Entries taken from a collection
* * * *
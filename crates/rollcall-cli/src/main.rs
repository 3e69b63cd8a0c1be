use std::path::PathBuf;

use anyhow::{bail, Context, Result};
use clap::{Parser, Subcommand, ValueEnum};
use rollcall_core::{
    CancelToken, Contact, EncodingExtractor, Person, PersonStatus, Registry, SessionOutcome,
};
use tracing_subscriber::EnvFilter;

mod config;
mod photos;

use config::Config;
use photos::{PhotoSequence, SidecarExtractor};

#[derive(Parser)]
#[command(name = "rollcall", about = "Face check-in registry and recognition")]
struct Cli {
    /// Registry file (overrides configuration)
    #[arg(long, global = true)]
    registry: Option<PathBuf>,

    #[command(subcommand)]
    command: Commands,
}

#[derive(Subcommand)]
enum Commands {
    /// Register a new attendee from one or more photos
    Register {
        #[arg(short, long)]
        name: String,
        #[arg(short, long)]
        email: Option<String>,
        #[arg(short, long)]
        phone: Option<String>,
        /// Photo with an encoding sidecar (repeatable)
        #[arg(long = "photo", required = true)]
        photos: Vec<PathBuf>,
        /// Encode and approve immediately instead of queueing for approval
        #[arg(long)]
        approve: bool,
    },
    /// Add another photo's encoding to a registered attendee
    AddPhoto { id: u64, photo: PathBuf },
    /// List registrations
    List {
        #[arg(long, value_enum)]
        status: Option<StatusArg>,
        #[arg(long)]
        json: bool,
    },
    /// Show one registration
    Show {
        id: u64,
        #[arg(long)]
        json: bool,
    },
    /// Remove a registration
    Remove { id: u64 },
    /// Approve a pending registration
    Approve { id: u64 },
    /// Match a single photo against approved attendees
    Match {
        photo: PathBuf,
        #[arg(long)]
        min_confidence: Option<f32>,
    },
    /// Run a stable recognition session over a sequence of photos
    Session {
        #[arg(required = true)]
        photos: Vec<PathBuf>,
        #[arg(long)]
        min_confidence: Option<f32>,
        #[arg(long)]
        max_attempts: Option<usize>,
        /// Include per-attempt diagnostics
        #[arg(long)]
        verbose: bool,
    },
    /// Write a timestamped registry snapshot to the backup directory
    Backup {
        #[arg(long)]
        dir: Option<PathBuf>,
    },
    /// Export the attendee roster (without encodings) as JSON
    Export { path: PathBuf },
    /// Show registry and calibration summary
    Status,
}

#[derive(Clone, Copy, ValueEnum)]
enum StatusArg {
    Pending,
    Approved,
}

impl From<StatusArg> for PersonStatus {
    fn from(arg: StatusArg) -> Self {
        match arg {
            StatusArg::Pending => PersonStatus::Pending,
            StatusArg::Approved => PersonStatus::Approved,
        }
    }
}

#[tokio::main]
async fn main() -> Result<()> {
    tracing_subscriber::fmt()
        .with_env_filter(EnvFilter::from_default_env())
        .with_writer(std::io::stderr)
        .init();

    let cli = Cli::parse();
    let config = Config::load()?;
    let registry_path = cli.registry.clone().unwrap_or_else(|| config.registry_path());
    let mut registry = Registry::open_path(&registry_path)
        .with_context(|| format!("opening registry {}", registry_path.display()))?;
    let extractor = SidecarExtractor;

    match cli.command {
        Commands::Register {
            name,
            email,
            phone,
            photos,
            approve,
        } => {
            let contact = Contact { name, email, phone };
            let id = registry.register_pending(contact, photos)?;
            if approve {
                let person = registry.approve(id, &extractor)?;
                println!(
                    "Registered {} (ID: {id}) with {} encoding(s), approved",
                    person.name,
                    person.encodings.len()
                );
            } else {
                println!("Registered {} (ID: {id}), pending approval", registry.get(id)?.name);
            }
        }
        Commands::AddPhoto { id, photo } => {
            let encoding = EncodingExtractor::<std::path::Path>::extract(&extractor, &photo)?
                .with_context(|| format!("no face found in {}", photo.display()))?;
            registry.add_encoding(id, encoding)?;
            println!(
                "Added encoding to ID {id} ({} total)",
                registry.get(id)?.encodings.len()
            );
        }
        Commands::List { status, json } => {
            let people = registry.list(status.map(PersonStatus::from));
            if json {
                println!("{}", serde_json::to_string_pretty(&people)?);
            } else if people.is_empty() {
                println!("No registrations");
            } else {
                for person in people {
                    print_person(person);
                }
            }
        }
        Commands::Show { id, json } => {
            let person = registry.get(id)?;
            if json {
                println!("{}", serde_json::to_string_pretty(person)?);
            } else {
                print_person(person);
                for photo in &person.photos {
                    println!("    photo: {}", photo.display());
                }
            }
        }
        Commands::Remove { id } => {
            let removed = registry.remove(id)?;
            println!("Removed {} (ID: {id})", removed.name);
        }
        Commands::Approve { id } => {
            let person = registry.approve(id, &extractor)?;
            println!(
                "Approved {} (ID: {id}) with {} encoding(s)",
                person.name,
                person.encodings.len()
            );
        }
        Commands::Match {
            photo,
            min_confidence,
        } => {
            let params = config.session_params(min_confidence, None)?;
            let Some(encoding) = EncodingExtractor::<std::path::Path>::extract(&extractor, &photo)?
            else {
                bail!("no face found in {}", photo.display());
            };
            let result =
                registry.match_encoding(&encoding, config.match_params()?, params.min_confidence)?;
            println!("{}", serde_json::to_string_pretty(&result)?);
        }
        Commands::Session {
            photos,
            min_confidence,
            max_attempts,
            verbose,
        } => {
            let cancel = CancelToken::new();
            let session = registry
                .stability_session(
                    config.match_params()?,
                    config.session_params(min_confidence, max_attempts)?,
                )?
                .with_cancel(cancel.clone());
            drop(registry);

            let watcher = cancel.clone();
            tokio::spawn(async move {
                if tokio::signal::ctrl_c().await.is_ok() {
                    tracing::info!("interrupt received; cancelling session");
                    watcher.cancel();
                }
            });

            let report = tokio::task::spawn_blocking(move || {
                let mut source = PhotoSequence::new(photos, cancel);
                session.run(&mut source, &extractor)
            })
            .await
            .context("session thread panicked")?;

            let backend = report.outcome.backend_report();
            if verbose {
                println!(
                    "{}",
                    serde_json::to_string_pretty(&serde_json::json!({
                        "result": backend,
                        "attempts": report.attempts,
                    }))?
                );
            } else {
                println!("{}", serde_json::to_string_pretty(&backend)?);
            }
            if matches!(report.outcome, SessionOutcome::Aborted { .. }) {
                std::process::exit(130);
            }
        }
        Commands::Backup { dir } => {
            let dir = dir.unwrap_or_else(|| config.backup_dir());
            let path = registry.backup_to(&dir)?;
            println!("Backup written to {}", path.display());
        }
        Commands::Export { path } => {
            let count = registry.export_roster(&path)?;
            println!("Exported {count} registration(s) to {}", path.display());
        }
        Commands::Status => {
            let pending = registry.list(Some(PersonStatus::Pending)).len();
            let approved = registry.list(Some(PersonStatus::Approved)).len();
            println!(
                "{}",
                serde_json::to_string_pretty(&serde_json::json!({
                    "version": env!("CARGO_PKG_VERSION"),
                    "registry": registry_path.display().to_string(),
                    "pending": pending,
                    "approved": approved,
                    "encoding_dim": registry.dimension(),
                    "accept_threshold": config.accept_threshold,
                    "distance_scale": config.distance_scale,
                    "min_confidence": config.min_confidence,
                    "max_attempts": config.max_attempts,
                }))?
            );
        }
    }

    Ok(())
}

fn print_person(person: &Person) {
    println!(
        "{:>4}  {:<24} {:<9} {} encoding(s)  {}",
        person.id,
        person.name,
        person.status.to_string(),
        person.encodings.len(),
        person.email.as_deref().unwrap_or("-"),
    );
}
* * * *
» Your assignment: Select and copy each line from the data that includes the word "StatusArg".

» Task solution:
        status: Option<StatusArg>,
enum StatusArg {
impl From<StatusArg> for PersonStatus {
    fn from(arg: StatusArg) -> Self {
            StatusArg::Pending => PersonStatus::Pending,
            StatusArg::Approved => PersonStatus::Approved,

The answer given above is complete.